Port Damali

by coraxes



Category: Critical Role (Web Series)
Genre: Alternate Universe, F/M, First Meetings, Non-Explicit Sex, Pre-Stream (Critical Role)
Language: English
Status: Completed
Published: 2018-02-13
Updated: 2018-02-13
Packaged: 2019-03-17 21:03:49
Rating: Mature
Warnings: No Archive Warnings Apply
Chapters: 1
Words: 2,208
Publisher: archiveofourown.org
Story URL: https://archiveofourown.org/works/13667238
Author URL: https://archiveofourown.org/users/coraxes/pseuds/coraxes
Summary: Jester met Fjord when they were both running from the Crownsguard; of course she would help him escape, too.





	Port Damali

**Author's Note:**

> anonymous prompt from tumblr: "can you do fjorester where they did get together before the first episode?"
> 
> it is...honestly not too canon divergent? I feel like you could read this into canon if you wanted to, but maybe that's just me.

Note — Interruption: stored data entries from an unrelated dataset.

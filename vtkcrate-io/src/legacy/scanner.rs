//! Byte-level tokenizer for legacy VTK files
//!
//! Legacy files mix whitespace-separated ASCII keywords with raw binary
//! blocks, so the scanner works on bytes and keeps track of line numbers
//! for error reporting.

use vtkcrate_core::{Error, Result};

use super::ScalarType;

/// Tokenizer over the raw bytes of a legacy file
pub struct Scanner<'a> {
    data: &'a [u8],
    pos: usize,
    line: usize,
}

impl<'a> Scanner<'a> {
    pub fn new(data: &'a [u8]) -> Self {
        Self { data, pos: 0, line: 1 }
    }

    /// Current 1-based line number
    pub fn line(&self) -> usize {
        self.line
    }

    /// Build a parse error at the current line
    pub fn error(&self, message: impl Into<String>) -> Error {
        Error::parse(self.line, message)
    }

    fn skip_whitespace(&mut self) {
        while let Some(&b) = self.data.get(self.pos) {
            if !b.is_ascii_whitespace() {
                break;
            }
            if b == b'\n' {
                self.line += 1;
            }
            self.pos += 1;
        }
    }

    fn token_end(&self, start: usize) -> usize {
        self.data[start..]
            .iter()
            .position(|b| b.is_ascii_whitespace())
            .map_or(self.data.len(), |n| start + n)
    }

    /// Number of unread bytes
    pub fn remaining(&self) -> usize {
        self.data.len().saturating_sub(self.pos)
    }

    /// Multiply two counts from the file, failing on overflow
    pub fn product(&self, a: usize, b: usize, what: &str) -> Result<usize> {
        a.checked_mul(b)
            .ok_or_else(|| self.error(format!("{} of {} x {} is too large", what, a, b)))
    }

    /// Check if only whitespace remains
    pub fn is_at_end(&mut self) -> bool {
        self.skip_whitespace();
        self.pos >= self.data.len()
    }

    /// Next whitespace-delimited token, `None` at end of input
    pub fn next_token(&mut self) -> Result<Option<&'a str>> {
        self.skip_whitespace();
        if self.pos >= self.data.len() {
            return Ok(None);
        }
        let start = self.pos;
        let end = self.token_end(start);
        self.pos = end;
        std::str::from_utf8(&self.data[start..end])
            .map(Some)
            .map_err(|_| self.error("token is not valid UTF-8"))
    }

    /// Next token, failing with a message naming `what` at end of input
    pub fn expect_token(&mut self, what: &str) -> Result<&'a str> {
        self.next_token()?
            .ok_or_else(|| self.error(format!("unexpected end of file, expected {}", what)))
    }

    /// Look at the next token without consuming it.
    ///
    /// Returns `None` at end of input or when the bytes are not text.
    pub fn peek_token(&self) -> Option<&'a str> {
        let start = self.pos
            + self.data[self.pos..]
                .iter()
                .position(|b| !b.is_ascii_whitespace())?;
        let end = self.token_end(start);
        std::str::from_utf8(&self.data[start..end]).ok()
    }

    /// Next token only if it is on the current line
    pub fn next_token_on_line(&mut self) -> Result<Option<&'a str>> {
        while let Some(&b) = self.data.get(self.pos) {
            if b == b'\n' || !b.is_ascii_whitespace() {
                break;
            }
            self.pos += 1;
        }
        match self.data.get(self.pos) {
            None | Some(b'\n') => Ok(None),
            Some(_) => self.next_token(),
        }
    }

    /// Rest of the current line without the line terminator
    pub fn read_line(&mut self) -> Result<&'a str> {
        let start = self.pos;
        let end = self.data[start..]
            .iter()
            .position(|&b| b == b'\n')
            .map_or(self.data.len(), |n| start + n);
        self.pos = end;
        if self.pos < self.data.len() {
            self.pos += 1;
            self.line += 1;
        }
        let text = std::str::from_utf8(&self.data[start..end])
            .map_err(|_| Error::parse(self.line, "line is not valid UTF-8"))?;
        Ok(text.trim_end_matches('\r'))
    }

    /// Consume everything up to and including the next newline
    pub fn skip_line(&mut self) {
        match self.data[self.pos..].iter().position(|&b| b == b'\n') {
            Some(n) => {
                self.pos += n + 1;
                self.line += 1;
            }
            None => self.pos = self.data.len(),
        }
    }

    /// Parse the next token as a count
    pub fn next_usize(&mut self, what: &str) -> Result<usize> {
        let token = self.expect_token(what)?;
        token
            .parse()
            .map_err(|_| self.error(format!("invalid {} '{}'", what, token)))
    }

    /// Parse the next token as a float
    pub fn next_f64(&mut self, what: &str) -> Result<f64> {
        let token = self.expect_token(what)?;
        token
            .parse()
            .map_err(|_| self.error(format!("invalid {} '{}'", what, token)))
    }

    /// Parse the next token as a data type keyword
    pub fn next_scalar_type(&mut self) -> Result<ScalarType> {
        let token = self.expect_token("data type")?;
        ScalarType::from_keyword(token)
            .ok_or_else(|| self.error(format!("unsupported data type '{}'", token)))
    }

    /// Read three ASCII floats (`ORIGIN`, `SPACING`)
    pub fn next_triple(&mut self, what: &str) -> Result<[f64; 3]> {
        Ok([self.next_f64(what)?, self.next_f64(what)?, self.next_f64(what)?])
    }

    /// Read `count` ASCII values
    pub fn read_ascii(&mut self, count: usize) -> Result<Vec<f64>> {
        // every value takes at least one digit and one separator
        let mut values = Vec::with_capacity(count.min(self.remaining() / 2 + 1));
        for _ in 0..count {
            values.push(self.next_f64("value")?);
        }
        Ok(values)
    }

    /// Read a raw binary block.
    ///
    /// The block starts right after the newline ending the current line.
    pub fn read_bytes(&mut self, len: usize) -> Result<&'a [u8]> {
        self.skip_line();
        if len > self.remaining() {
            return Err(self.error(format!(
                "binary block needs {} bytes but only {} remain",
                len,
                self.remaining()
            )));
        }
        let bytes = &self.data[self.pos..self.pos + len];
        self.pos += len;
        Ok(bytes)
    }

    /// Read `count` values of type `ty`, ASCII or binary
    pub fn read_values(&mut self, ty: ScalarType, count: usize, binary: bool) -> Result<Vec<f64>> {
        if binary {
            let len = ty
                .binary_len(count)
                .ok_or_else(|| self.error(format!("{} {} values do not fit in memory", count, ty)))?;
            let bytes = self.read_bytes(len)?;
            ty.decode(bytes, count)
        } else {
            self.read_ascii(count)
        }
    }

    /// Skip a `METADATA` block, which ends at the first empty line
    pub fn skip_metadata(&mut self) -> Result<()> {
        self.skip_line();
        while self.pos < self.data.len() {
            if self.read_line()?.trim().is_empty() {
                break;
            }
        }
        Ok(())
    }
}

/// Convert a value read from a cell list to an index.
///
/// Fails unless the value is a finite, non-negative whole number.
pub fn to_index(value: f64, what: &str) -> std::result::Result<usize, String> {
    if value.is_finite() && value >= 0.0 && value.fract() == 0.0 && value < usize::MAX as f64 {
        Ok(value as usize)
    } else {
        Err(format!("invalid {} '{}'", what, value))
    }
}

/// Decode `%xx` escapes used in array names
pub fn decode_name(name: &str) -> String {
    let bytes = name.as_bytes();
    let mut out = Vec::with_capacity(bytes.len());
    let mut i = 0;
    while i < bytes.len() {
        if bytes[i] == b'%' && i + 2 < bytes.len() {
            let escaped = std::str::from_utf8(&bytes[i + 1..i + 3])
                .ok()
                .and_then(|hex| u8::from_str_radix(hex, 16).ok());
            if let Some(byte) = escaped {
                out.push(byte);
                i += 3;
                continue;
            }
        }
        out.push(bytes[i]);
        i += 1;
    }
    String::from_utf8_lossy(&out).into_owned()
}

/// Escape characters that cannot appear in a whitespace-delimited name
pub fn encode_name(name: &str) -> String {
    let mut out = String::with_capacity(name.len());
    for c in name.chars() {
        if c == '%' || c.is_whitespace() || c.is_control() {
            let mut buf = [0u8; 4];
            for b in c.encode_utf8(&mut buf).bytes() {
                out.push_str(&format!("%{:02X}", b));
            }
        } else {
            out.push(c);
        }
    }
    out
}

Jester darted down the alley, trying to ignore the cries of “Stop! Heretic!” behind her.  Who did they think they were kidding?  Why would yelling about her crimes make her want to stop and make friends?

She scanned the walls—there were a few windows and clotheslines, but nothing open, nothing she could escape to.  Instead she took a hard left down an even narrower street and—

Smacked into a broad, armored chest.  “Fuck!” she said, and the big green guy she had run into let out a bark of laughter. 

“Heretic!” the Crownsguard cried again, and they both looked at each other.  The green guy scrambled away.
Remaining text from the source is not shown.